*YOUR TASK*
The records below need to be restated word for word.
_ _ _ _ _
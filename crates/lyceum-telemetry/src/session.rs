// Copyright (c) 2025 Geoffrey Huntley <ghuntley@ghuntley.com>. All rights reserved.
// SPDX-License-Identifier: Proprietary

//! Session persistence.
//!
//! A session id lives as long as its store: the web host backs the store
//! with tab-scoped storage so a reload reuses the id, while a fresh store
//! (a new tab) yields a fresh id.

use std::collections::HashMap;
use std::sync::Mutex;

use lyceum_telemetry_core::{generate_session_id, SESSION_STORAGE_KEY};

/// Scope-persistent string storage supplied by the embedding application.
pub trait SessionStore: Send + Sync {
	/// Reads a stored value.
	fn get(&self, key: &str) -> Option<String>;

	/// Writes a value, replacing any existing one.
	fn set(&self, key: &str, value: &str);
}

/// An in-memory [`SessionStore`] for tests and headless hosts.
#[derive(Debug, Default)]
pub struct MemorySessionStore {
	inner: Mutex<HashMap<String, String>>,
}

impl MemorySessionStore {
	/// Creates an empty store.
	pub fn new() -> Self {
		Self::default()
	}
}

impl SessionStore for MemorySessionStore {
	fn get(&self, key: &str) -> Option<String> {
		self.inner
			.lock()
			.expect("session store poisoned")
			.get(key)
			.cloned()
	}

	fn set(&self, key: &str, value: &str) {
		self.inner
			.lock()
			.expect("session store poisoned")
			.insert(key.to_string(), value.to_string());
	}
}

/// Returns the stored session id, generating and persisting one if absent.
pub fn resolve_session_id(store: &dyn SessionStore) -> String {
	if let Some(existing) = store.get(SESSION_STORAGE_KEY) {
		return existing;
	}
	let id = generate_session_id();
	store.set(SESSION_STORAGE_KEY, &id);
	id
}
_ _ _ _ _
*EXERCISE RESULT*
filename crates/lyceum-telemetry/src/session.rs
// Copyright (c) 2025 Geoffrey Huntley <ghuntley@ghuntley.com>. All rights reserved.
// SPDX-License-Identifier: Proprietary

//! Session persistence.
//!
//! A session id lives as long as its store: the web host backs the store
//! with tab-scoped storage so a reload reuses the id, while a fresh store
//! (a new tab) yields a fresh id.

use std::collections::HashMap;
use std::sync::Mutex;

use lyceum_telemetry_core::{generate_session_id, SESSION_STORAGE_KEY};

/// Scope-persistent string storage supplied by the embedding application.
pub trait SessionStore: Send + Sync {
	/// Reads a stored value.
	fn get(&self, key: &str) -> Option<String>;

	/// Writes a value, replacing any existing one.
	fn set(&self, key: &str, value: &str);
}

/// An in-memory [`SessionStore`] for tests and headless hosts.
#[derive(Debug, Default)]
pub struct MemorySessionStore {
	inner: Mutex<HashMap<String, String>>,
}

impl MemorySessionStore {
	/// Creates an empty store.
	pub fn new() -> Self {
		Self::default()
	}
}

impl SessionStore for MemorySessionStore {
	fn get(&self, key: &str) -> Option<String> {
		self.inner
			.lock()
			.expect("session store poisoned")
			.get(key)
			.cloned()
	}

	fn set(&self, key: &str, value: &str) {
		self.inner
			.lock()
			.expect("session store poisoned")
			.insert(key.to_string(), value.to_string());
	}
}

/// Returns the stored session id, generating and persisting one if absent.
pub fn resolve_session_id(store: &dyn SessionStore) -> String {
	if let Some(existing) = store.get(SESSION_STORAGE_KEY) {
		return existing;
	}
	let id = generate_session_id();
	store.set(SESSION_STORAGE_KEY, &id);
	id
}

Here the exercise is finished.